Por obra da inescrutável sabedoria de Alá, ao fio das páginas que eu vi­rava eu descobria o tempo todo lendas e histórias de cegueira. Na célebre ce­na que mostra como Shirin, ao passear pelo campo, se apaixona loucamente pelo retrato de Khosrow pendurado no galho de um plátano, Sheik Ali Reza, de Shiraz, representara uma a uma todas as folhas da árvore, de modo que o céu estava coberto delas. Em resposta a um idiota que viu a obra e comen­tou que o verdadeiro tema da ilustração não era o plátano, Sheik Ali replicou que o verdadeiro tema também não era a paixão da bela moça, mas a paixão do artista; e provou orgulhosamente sua afirmação pintando o mesmo pláta­no com todas as suas folhas num grão de arroz. Se não me enganava quanto à assinatura escondida detrás dos lindos pés da dama de companhia favorita de Shirin, eu contemplava agora a magnífica árvore pintada em papel pelo grande mestre — ele deixou incompleta a que fez no grão de arroz, pois fi­cou cego após trabalhar nela por sete anos e três meses. Numa outra página, Rustam furando os olhos de Alexandre com sua flecha de ponta em forquilha era manifestamente pintado de acordo com o estilo indiano e com tanta vivacidade, e um colorido tão exuberante, que passava ao observador a sensa­ção de que a cegueira, tristeza imemorial e desejo secreto de todo miniaturis­ta digno desse nome, era o prólogo de uma feliz comemoração.

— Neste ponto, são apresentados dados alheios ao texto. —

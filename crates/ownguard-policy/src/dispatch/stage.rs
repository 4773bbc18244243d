//! Lifecycle stages and the static stage -> operation table.

use std::fmt;
use std::str::FromStr;

use ownguard_core::error::PolicyError;
use ownguard_core::model::Action;

/// Host pipeline points the engine listens on.
#[derive(Debug, Clone, Copy, PartialEq, Eq, Hash)]
pub enum LifecycleStage {
    BeforeCount,
    BeforeSearch,
    BeforeDeleteByQuery,
    BeforeCreateOrReplace,
    BeforeReplace,
    BeforeUpdate,
    BeforeDelete,
    AfterGet,
    AfterMGet,
    BeforeSubscribe,
}

impl LifecycleStage {
    pub const ALL: [LifecycleStage; 10] = [
        LifecycleStage::BeforeCount,
        LifecycleStage::BeforeSearch,
        LifecycleStage::BeforeDeleteByQuery,
        LifecycleStage::BeforeCreateOrReplace,
        LifecycleStage::BeforeReplace,
        LifecycleStage::BeforeUpdate,
        LifecycleStage::BeforeDelete,
        LifecycleStage::AfterGet,
        LifecycleStage::AfterMGet,
        LifecycleStage::BeforeSubscribe,
    ];

    /// Event name used by the host.
    pub fn as_str(self) -> &'static str {
        match self {
            LifecycleStage::BeforeCount => "document:beforeCount",
            LifecycleStage::BeforeSearch => "document:beforeSearch",
            LifecycleStage::BeforeDeleteByQuery => "document:beforeDeleteByQuery",
            LifecycleStage::BeforeCreateOrReplace => "document:beforeCreateOrReplace",
            LifecycleStage::BeforeReplace => "document:beforeReplace",
            LifecycleStage::BeforeUpdate => "document:beforeUpdate",
            LifecycleStage::BeforeDelete => "document:beforeDelete",
            LifecycleStage::AfterGet => "document:afterGet",
            LifecycleStage::AfterMGet => "document:afterMGet",
            LifecycleStage::BeforeSubscribe => "realtime:beforeSubscribe",
        }
    }

    /// The only request action a host emits at this stage.
    pub fn action(self) -> Action {
        match self {
            LifecycleStage::BeforeCount => Action::Count,
            LifecycleStage::BeforeSearch => Action::Search,
            LifecycleStage::BeforeDeleteByQuery => Action::DeleteByQuery,
            LifecycleStage::BeforeCreateOrReplace => Action::CreateOrReplace,
            LifecycleStage::BeforeReplace => Action::Replace,
            LifecycleStage::BeforeUpdate => Action::Update,
            LifecycleStage::BeforeDelete => Action::Delete,
            LifecycleStage::AfterGet => Action::Get,
            LifecycleStage::AfterMGet => Action::MGet,
            LifecycleStage::BeforeSubscribe => Action::Subscribe,
        }
    }
}

impl fmt::Display for LifecycleStage {
    fn fmt(&self, f: &mut fmt::Formatter<'_>) -> fmt::Result {
        f.write_str(self.as_str())
    }
}

impl FromStr for LifecycleStage {
    type Err = PolicyError;

    fn from_str(s: &str) -> Result<Self, Self::Err> {
        LifecycleStage::ALL
            .into_iter()
            .find(|st| st.as_str() == s)
            .ok_or_else(|| PolicyError::InvalidRequest(format!("unknown lifecycle stage: {s}")))
    }
}

/// The four decision operations, plus the realtime filter variant.
#[derive(Debug, Clone, Copy, PartialEq, Eq)]
pub enum Operation {
    QueryRewriter,
    PreMutationCheck,
    PostReadCheck,
    MultiReadFilter,
    SubscriptionRewriter,
}

pub fn operation_for(stage: LifecycleStage) -> Operation {
    match stage {
        LifecycleStage::BeforeCount
        | LifecycleStage::BeforeSearch
        | LifecycleStage::BeforeDeleteByQuery => Operation::QueryRewriter,
        LifecycleStage::BeforeCreateOrReplace
        | LifecycleStage::BeforeReplace
        | LifecycleStage::BeforeUpdate
        | LifecycleStage::BeforeDelete => Operation::PreMutationCheck,
        LifecycleStage::AfterGet => Operation::PostReadCheck,
        LifecycleStage::AfterMGet => Operation::MultiReadFilter,
        LifecycleStage::BeforeSubscribe => Operation::SubscriptionRewriter,
    }
}
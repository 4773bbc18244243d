//! Denial construction.

use ownguard_core::error::PolicyError;
use ownguard_core::model::Request;

/// Which error a rejection surfaces as.
#[derive(Debug, Clone, Copy, PartialEq, Eq)]
pub enum DenialKind {
    Unauthenticated,
    Forbidden,
}

/// Terminal rejection of a request.
#[derive(Debug, Clone, PartialEq, Eq)]
pub struct Denial {
    pub kind: DenialKind,
    pub message: String,
}

impl From<Denial> for PolicyError {
    fn from(d: Denial) -> Self {
        match d.kind {
            DenialKind::Unauthenticated => PolicyError::Unauthenticated(d.message),
            DenialKind::Forbidden => PolicyError::Forbidden(d.message),
        }
    }
}

/// Error-construction capability used when the engine rejects a request.
///
/// The engine decides which kind applies; implementations only shape it.
pub trait DenialFactory: Send + Sync {
    fn unauthenticated(&self, req: &Request) -> Denial;
    fn forbidden(&self, req: &Request) -> Denial;
}

/// Messages naming the attempted action and its target.
#[derive(Debug, Default, Clone, Copy)]
pub struct StandardDenials;

impl DenialFactory for StandardDenials {
    fn unauthenticated(&self, req: &Request) -> Denial {
        Denial {
            kind: DenialKind::Unauthenticated,
            message: format!("authentication required to {}", target(req)),
        }
    }

    fn forbidden(&self, req: &Request) -> Denial {
        Denial {
            kind: DenialKind::Forbidden,
            message: format!("user {} is not allowed to {}", req.actor.id, target(req)),
        }
    }
}

fn target(req: &Request) -> String {
    let l = &req.locator;
    match &l.document_id {
        Some(id) => format!(
            "{} document {id} in {}/{}",
            req.action, l.index, l.collection
        ),
        None => format!("{} documents in {}/{}", req.action, l.index, l.collection),
    }
}

#[cfg(test)]
mod tests {
    use super::*;
    use ownguard_core::model::{Action, Actor, ResourceLocator};

    #[test]
    fn messages_name_index_collection_and_action() {
        let req = Request::new(
            Action::Update,
            ResourceLocator::document("shop", "orders", "o1"),
            &Actor::new("u2", ["default"]),
        );
        let d = StandardDenials.forbidden(&req);
        assert_eq!(d.kind, DenialKind::Forbidden);
        assert_eq!(
            d.message,
            "user u2 is not allowed to update document o1 in shop/orders"
        );

        let d = StandardDenials.unauthenticated(&req);
        assert!(d.message.contains("update") && d.message.contains("shop/orders"));
        assert!(matches!(PolicyError::from(d), PolicyError::Unauthenticated(_)));
    }
}
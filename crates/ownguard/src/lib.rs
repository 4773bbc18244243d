//! Top-level facade crate for ownguard.
//!
//! Re-exports the data model and the policy engine so hosts can depend on a single crate.

pub mod core {
    pub use ownguard_core::*;
}

pub mod policy {
    pub use ownguard_policy::*;
}
//! ownguard policy library entry.
//!
//! This crate wires the ownership engine, its store/actor collaborators, the
//! lifecycle dispatch table, and the configuration loader into one unit a host
//! can register on its request pipeline.

#![deny(clippy::unwrap_used)]
#![deny(clippy::expect_used)]
#![deny(clippy::panic)]

pub mod config;
pub mod dispatch;
pub mod policy;
pub mod store;

pub use config::PolicyConfig;
pub use dispatch::{Dispatcher, Hook, HookOutcome, LifecycleStage, Operation};
pub use policy::{Denial, DenialFactory, DenialKind, PolicyDecision, PolicyEngine, StandardDenials};
pub use store::{DocumentReader, MemoryReader, ReadError};
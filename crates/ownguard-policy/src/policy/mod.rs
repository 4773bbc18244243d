//! Ownership policy layer.
//!
//! Holds the four decision operations and the denial construction they share.

pub mod denial;
pub mod engine;

pub use denial::{Denial, DenialFactory, DenialKind, StandardDenials};
pub use engine::{PolicyDecision, PolicyEngine};
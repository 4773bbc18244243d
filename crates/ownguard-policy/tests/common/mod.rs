//! Shared fixtures for engine and dispatcher tests.

#![allow(clippy::unwrap_used)]
#![allow(clippy::expect_used)]
#![allow(clippy::panic)]
#![allow(dead_code)]

use std::sync::atomic::{AtomicUsize, Ordering};
use std::sync::Arc;

use async_trait::async_trait;
use serde_json::json;

use ownguard_core::model::{Actor, Document, ResourceLocator};
use ownguard_policy::{DocumentReader, MemoryReader, PolicyConfig, PolicyEngine, ReadError};

pub const INDEX: &str = "shop";
pub const COLLECTION: &str = "orders";

pub fn init_tracing() {
    let _ = tracing_subscriber::fmt()
        .with_env_filter(tracing_subscriber::EnvFilter::from_default_env())
        .with_test_writer()
        .try_init();
}

pub fn user(id: &str) -> Actor {
    Actor::new(id, ["default"])
}

pub fn admin() -> Actor {
    Actor::new("root", ["default", "admin"])
}

pub fn doc(id: &str, author: &str) -> Document {
    Document::new(id, author, json!({"title": format!("doc {id}")}))
}

pub fn locator(id: &str) -> ResourceLocator {
    ResourceLocator::document(INDEX, COLLECTION, id)
}

/// Memory reader seeded with `(id, author)` pairs.
pub fn seeded(docs: &[(&str, &str)]) -> Arc<MemoryReader> {
    init_tracing();
    let reader = Arc::new(MemoryReader::new());
    for (id, author) in docs {
        reader.insert(INDEX, COLLECTION, doc(id, author));
    }
    reader
}

pub fn engine(reader: Arc<MemoryReader>) -> PolicyEngine {
    PolicyEngine::new(PolicyConfig::default(), reader).unwrap()
}

#[derive(Debug)]
pub struct Unavailable;

impl std::fmt::Display for Unavailable {
    fn fmt(&self, f: &mut std::fmt::Formatter<'_>) -> std::fmt::Result {
        f.write_str("store unavailable")
    }
}

impl std::error::Error for Unavailable {}

/// Reader whose every call fails with a backend error.
#[derive(Default)]
pub struct FailingReader {
    pub calls: AtomicUsize,
}

#[async_trait]
impl DocumentReader for FailingReader {
    async fn read(&self, _locator: &ResourceLocator) -> Result<Document, ReadError> {
        self.calls.fetch_add(1, Ordering::Relaxed);
        Err(ReadError::backend(Unavailable))
    }
}
use std::sync::atomic::{AtomicUsize, Ordering};

use async_trait::async_trait;
use dashmap::DashMap;

use ownguard_core::model::{Document, ResourceLocator};

use super::{DocumentReader, ReadError};

/// In-process document map: `(index, collection, id) -> Document`.
///
/// Counts every read so embedders can check round-trip budgets.
#[derive(Default)]
pub struct MemoryReader {
    docs: DashMap<(String, String, String), Document>,
    reads: AtomicUsize,
}

impl MemoryReader {
    pub fn new() -> Self {
        Self {
            docs: DashMap::new(),
            reads: AtomicUsize::new(0),
        }
    }

    pub fn insert(&self, index: &str, collection: &str, doc: Document) {
        self.docs
            .insert((index.to_string(), collection.to_string(), doc.id.clone()), doc);
    }

    pub fn reads(&self) -> usize {
        self.reads.load(Ordering::Relaxed)
    }
}

#[async_trait]
impl DocumentReader for MemoryReader {
    async fn read(&self, locator: &ResourceLocator) -> Result<Document, ReadError> {
        self.reads.fetch_add(1, Ordering::Relaxed);
        let id = locator.document_id.as_deref().ok_or(ReadError::NotFound)?;
        let key = (locator.index.clone(), locator.collection.clone(), id.to_string());
        self.docs
            .get(&key)
            .map(|e| e.value().clone())
            .ok_or(ReadError::NotFound)
    }
}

Meus olhos porém percorriam essas imagens e esses livros com a excita­ção de alguém ávido por contemplar pessoalmente aquelas obras lendárias de que ouvira falar a vida toda, mas também com a tristeza de um velho que sabe que em breve nunca mais verá nada. Naquela Sala do Tesouro banhada por um vermelho profundo que eu nunca tinha visto antes — gerado pela luz das velas atravessando a poeira e se refletindo nos tecidos coloridos —, eu deixava escapar às vezes um grito de embevecimento que fazia o anão Djazmi e o Negro correrem na minha direção para espiar por cima do meu ombro. Incapaz de me conter, eu lhes explicava as maravilhas daquela página:

“Esta cor pertence ao Grande Mestre de Tabriz, Mirza Baba Imami, que aliás levou para o túmulo seu segredo. Ele a utiliza nas beiradas dos ta­petes, no turbante turcomano usado pelos xás da Pérsia e, como vocês estão vendo, também no ventre deste leão e no cafetã deste belo rapaz. Alá nunca dá a ver diretamente este vermelho admirável, salvo quando permite que cor­ra o sangue dos seus súditos. No entanto, Alá houve por bem confiar o segre­do dessa variedade de vermelho a uns raríssimos insetos que vivem debaixo das pedras, para que pudéssemos obter, esmagando-os, essa cor excepcional que só encontramos nos melhores tecidos e nas pinturas dos maiores mes­tres”, expliquei, acrescentando: “Agradeçamos mais uma vez a Ele, que es­conde e que revela!”.